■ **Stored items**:
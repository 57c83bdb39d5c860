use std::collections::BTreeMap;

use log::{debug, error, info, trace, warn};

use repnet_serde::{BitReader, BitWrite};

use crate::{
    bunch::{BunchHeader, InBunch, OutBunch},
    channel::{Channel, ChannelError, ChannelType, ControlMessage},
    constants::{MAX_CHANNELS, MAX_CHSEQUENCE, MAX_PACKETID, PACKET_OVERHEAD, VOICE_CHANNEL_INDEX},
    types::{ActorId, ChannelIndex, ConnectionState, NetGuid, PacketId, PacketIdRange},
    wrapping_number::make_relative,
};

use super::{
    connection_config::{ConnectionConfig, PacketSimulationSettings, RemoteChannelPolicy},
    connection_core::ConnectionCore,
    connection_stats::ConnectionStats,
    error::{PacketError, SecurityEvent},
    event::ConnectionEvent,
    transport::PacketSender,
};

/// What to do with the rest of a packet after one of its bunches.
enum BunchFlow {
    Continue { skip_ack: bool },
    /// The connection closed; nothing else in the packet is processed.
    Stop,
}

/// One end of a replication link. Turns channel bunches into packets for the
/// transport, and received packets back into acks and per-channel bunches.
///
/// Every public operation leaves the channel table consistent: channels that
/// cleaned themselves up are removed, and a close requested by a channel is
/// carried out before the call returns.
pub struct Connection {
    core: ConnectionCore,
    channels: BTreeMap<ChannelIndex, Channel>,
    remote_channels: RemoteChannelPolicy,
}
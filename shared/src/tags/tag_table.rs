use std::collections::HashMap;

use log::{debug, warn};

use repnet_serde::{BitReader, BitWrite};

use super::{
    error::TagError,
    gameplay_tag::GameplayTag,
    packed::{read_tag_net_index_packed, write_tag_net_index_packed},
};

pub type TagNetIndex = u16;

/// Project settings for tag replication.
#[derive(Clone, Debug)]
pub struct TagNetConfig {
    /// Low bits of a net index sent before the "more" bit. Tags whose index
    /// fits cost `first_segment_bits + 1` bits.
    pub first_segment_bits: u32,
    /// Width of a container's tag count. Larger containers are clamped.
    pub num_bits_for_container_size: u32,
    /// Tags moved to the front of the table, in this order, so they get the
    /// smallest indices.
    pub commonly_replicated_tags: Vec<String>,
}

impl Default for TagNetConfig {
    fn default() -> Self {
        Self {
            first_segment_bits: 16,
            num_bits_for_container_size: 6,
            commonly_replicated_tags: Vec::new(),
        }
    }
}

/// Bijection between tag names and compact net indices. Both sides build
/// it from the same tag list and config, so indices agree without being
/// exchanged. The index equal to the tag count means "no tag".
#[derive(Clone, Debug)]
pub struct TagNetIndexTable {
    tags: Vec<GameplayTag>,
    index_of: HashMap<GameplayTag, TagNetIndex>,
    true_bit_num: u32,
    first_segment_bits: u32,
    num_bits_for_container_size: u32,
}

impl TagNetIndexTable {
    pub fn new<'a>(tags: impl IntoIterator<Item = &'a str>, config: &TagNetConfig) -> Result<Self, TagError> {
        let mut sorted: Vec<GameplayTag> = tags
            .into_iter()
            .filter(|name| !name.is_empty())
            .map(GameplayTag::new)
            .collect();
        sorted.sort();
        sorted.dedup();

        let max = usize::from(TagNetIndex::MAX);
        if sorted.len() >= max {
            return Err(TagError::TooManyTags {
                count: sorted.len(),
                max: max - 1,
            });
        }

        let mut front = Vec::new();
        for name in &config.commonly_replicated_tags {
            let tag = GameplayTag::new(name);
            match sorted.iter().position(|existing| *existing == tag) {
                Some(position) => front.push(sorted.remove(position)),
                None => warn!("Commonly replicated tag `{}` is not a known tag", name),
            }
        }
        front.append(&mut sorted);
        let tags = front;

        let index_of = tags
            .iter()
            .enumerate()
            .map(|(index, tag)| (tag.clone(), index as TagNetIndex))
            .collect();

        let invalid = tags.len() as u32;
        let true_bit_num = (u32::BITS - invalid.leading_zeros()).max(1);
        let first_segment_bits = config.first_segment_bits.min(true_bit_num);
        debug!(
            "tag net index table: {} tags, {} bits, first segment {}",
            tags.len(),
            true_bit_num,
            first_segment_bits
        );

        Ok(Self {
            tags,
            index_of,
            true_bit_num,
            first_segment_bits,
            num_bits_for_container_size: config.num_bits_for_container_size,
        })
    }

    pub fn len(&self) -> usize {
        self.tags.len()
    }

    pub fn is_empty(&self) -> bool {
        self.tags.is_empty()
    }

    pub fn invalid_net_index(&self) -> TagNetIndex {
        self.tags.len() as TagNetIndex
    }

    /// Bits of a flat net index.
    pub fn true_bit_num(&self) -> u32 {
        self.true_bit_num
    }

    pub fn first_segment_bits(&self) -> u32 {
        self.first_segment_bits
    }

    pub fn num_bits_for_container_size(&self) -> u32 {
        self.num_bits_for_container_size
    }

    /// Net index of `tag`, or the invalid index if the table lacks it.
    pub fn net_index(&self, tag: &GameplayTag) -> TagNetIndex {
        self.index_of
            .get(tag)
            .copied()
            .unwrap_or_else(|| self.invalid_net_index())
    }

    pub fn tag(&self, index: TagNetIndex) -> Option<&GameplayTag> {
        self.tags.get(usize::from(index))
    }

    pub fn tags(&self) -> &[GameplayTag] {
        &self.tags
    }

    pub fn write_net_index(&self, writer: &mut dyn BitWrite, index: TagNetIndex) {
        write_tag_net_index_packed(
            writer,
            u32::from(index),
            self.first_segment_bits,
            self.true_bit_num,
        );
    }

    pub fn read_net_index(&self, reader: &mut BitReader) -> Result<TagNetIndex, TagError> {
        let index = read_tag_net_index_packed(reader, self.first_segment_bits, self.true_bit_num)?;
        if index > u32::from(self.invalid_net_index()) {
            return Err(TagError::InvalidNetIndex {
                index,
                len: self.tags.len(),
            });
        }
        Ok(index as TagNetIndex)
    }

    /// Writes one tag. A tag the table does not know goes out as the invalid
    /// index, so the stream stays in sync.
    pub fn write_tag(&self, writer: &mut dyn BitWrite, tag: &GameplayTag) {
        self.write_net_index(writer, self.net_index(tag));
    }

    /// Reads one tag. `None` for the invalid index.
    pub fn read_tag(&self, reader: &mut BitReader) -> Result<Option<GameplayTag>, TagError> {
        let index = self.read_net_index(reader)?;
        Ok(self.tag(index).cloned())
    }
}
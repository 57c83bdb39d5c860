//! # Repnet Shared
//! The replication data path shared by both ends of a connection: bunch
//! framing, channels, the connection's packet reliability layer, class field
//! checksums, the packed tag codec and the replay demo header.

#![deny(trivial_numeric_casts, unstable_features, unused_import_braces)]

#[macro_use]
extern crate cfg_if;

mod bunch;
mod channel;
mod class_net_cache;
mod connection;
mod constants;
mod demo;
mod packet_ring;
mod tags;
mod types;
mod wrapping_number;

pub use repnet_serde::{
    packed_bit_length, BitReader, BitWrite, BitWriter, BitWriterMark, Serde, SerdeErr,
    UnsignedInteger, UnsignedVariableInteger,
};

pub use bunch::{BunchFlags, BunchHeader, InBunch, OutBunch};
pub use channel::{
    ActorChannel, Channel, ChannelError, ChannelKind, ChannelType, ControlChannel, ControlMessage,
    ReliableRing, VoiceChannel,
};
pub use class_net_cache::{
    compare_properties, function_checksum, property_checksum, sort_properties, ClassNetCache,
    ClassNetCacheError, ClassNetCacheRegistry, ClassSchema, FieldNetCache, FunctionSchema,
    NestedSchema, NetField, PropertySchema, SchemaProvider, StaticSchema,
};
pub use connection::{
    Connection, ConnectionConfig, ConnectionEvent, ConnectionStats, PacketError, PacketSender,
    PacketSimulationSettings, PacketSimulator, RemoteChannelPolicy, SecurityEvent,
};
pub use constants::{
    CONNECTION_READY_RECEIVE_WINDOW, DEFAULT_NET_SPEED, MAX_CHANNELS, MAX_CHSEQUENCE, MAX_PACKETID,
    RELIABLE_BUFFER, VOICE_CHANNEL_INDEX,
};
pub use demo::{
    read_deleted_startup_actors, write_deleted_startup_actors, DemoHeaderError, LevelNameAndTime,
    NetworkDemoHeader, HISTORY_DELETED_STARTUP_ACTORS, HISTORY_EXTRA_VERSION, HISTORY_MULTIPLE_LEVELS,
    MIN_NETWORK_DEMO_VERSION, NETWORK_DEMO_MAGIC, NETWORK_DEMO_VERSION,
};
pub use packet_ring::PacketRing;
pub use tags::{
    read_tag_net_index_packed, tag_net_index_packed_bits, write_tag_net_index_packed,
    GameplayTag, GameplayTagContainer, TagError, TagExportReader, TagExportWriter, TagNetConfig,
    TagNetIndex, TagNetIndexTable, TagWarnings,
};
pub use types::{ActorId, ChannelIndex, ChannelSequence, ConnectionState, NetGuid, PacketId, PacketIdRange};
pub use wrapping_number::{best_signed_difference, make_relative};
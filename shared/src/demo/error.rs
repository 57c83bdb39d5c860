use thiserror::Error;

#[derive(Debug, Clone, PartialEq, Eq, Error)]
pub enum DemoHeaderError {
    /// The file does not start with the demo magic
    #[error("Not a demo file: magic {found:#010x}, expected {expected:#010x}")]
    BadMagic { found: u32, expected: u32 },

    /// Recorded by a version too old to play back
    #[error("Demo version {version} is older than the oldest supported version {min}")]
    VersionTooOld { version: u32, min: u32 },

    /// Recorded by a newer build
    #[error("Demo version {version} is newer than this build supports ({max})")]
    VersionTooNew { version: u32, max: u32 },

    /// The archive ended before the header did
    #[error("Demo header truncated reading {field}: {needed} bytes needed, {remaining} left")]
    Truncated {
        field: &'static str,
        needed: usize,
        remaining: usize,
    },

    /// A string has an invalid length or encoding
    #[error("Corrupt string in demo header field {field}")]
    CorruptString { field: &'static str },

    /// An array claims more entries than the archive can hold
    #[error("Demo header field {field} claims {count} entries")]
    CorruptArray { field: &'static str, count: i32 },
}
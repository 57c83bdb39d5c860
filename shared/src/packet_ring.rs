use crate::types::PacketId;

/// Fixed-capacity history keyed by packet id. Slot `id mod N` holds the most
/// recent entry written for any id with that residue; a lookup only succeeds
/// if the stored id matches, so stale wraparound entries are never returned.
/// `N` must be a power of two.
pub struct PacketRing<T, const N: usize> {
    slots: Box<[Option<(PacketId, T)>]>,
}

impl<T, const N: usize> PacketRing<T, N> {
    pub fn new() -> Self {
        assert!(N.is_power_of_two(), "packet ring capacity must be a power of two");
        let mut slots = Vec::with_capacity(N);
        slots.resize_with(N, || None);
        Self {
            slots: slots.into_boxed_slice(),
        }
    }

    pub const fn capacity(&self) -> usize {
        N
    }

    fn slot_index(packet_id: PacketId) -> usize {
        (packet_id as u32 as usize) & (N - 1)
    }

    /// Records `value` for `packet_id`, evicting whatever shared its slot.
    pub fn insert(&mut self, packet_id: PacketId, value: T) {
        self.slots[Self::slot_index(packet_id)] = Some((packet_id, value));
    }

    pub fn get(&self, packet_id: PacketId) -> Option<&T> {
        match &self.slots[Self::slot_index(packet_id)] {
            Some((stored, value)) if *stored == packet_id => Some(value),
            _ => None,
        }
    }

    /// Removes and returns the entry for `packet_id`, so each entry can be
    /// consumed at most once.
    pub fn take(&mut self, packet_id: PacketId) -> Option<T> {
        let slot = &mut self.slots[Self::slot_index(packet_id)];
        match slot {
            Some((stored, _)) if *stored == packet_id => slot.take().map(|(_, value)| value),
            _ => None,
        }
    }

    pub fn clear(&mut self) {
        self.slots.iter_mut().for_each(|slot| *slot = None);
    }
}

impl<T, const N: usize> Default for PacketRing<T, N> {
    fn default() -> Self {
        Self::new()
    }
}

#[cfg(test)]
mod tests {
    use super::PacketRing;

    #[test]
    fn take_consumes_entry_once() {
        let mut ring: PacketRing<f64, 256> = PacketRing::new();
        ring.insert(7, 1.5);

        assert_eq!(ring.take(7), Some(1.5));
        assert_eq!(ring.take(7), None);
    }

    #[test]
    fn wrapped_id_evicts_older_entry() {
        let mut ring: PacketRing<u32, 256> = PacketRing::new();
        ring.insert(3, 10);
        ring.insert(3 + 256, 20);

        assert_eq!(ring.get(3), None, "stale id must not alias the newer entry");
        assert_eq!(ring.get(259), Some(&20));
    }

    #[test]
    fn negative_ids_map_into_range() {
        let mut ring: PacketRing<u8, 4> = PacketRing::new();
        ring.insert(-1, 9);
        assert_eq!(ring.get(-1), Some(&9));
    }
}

...

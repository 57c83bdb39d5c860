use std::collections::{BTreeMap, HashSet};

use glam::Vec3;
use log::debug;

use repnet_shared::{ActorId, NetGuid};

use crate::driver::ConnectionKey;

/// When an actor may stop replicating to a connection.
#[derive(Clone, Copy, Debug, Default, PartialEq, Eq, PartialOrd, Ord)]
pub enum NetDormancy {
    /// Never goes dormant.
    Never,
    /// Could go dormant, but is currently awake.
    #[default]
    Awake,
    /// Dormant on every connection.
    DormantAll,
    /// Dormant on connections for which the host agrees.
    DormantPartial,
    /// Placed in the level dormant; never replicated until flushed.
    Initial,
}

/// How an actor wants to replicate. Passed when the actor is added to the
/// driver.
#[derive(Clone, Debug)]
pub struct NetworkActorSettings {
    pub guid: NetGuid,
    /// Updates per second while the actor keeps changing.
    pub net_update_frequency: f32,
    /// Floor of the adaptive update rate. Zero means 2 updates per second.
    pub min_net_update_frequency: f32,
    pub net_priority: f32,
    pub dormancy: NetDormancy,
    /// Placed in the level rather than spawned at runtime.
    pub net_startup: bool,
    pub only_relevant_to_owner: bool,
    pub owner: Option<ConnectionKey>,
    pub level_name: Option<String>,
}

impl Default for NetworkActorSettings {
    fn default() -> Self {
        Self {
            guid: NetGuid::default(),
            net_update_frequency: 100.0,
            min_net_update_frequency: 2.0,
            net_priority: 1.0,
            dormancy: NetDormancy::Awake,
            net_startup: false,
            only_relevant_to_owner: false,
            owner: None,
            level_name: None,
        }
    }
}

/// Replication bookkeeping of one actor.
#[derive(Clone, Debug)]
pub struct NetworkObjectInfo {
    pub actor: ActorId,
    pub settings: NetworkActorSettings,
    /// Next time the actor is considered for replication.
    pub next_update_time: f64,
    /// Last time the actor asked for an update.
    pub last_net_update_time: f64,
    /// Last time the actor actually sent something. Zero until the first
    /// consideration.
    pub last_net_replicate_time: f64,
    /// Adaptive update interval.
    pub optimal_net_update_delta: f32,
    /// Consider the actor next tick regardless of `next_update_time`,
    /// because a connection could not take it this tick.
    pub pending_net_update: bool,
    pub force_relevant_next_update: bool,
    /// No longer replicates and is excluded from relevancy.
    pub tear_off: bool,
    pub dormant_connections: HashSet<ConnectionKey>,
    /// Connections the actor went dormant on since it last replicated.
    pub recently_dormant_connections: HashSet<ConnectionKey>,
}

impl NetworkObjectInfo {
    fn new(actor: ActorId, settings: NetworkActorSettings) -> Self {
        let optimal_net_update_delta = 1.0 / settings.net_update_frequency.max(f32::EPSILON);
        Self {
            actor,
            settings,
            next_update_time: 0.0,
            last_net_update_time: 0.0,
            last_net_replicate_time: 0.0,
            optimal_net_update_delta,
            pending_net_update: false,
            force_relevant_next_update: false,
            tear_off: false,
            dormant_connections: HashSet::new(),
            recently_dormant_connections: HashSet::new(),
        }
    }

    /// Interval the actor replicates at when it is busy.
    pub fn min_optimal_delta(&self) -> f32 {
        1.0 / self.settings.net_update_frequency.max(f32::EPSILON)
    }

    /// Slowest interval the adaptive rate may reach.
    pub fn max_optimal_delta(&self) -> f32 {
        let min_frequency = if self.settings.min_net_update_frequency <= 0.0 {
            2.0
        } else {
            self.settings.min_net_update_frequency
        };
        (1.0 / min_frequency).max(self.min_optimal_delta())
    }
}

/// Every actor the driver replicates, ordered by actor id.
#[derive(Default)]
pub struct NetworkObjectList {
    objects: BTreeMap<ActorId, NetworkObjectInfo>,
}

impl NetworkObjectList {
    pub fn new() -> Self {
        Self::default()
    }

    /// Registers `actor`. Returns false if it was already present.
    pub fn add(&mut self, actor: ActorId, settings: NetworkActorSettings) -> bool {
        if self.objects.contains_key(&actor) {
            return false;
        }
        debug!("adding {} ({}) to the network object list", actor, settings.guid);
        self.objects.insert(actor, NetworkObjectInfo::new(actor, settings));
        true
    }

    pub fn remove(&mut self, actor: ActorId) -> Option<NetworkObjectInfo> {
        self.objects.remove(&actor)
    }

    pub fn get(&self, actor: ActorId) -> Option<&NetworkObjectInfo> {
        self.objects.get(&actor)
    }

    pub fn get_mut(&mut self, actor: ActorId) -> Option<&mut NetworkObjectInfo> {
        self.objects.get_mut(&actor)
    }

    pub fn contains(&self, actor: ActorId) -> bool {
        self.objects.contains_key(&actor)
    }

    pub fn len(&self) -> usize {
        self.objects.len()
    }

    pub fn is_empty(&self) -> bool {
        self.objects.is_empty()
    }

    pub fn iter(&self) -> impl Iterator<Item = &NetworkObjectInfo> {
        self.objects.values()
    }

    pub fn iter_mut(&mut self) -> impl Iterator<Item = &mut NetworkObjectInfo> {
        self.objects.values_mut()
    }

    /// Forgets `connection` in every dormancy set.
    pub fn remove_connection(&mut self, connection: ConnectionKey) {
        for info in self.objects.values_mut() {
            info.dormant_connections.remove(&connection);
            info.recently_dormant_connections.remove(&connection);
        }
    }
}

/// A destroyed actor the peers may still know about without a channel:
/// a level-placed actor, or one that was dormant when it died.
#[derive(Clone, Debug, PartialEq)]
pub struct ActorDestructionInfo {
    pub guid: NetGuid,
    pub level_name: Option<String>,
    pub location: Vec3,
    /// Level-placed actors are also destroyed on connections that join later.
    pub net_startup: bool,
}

■ **Exercise aim**: Which of the lines in the data hold the string "PartialEq"? Report each of them by copying it.

■ **Task response**:
#[derive(Debug, Clone, PartialEq, Eq, Error)]
#[derive(Clone, Copy, Debug, Default, PartialEq, Eq, PartialOrd, Ord)]
#[derive(Clone, Debug, PartialEq)]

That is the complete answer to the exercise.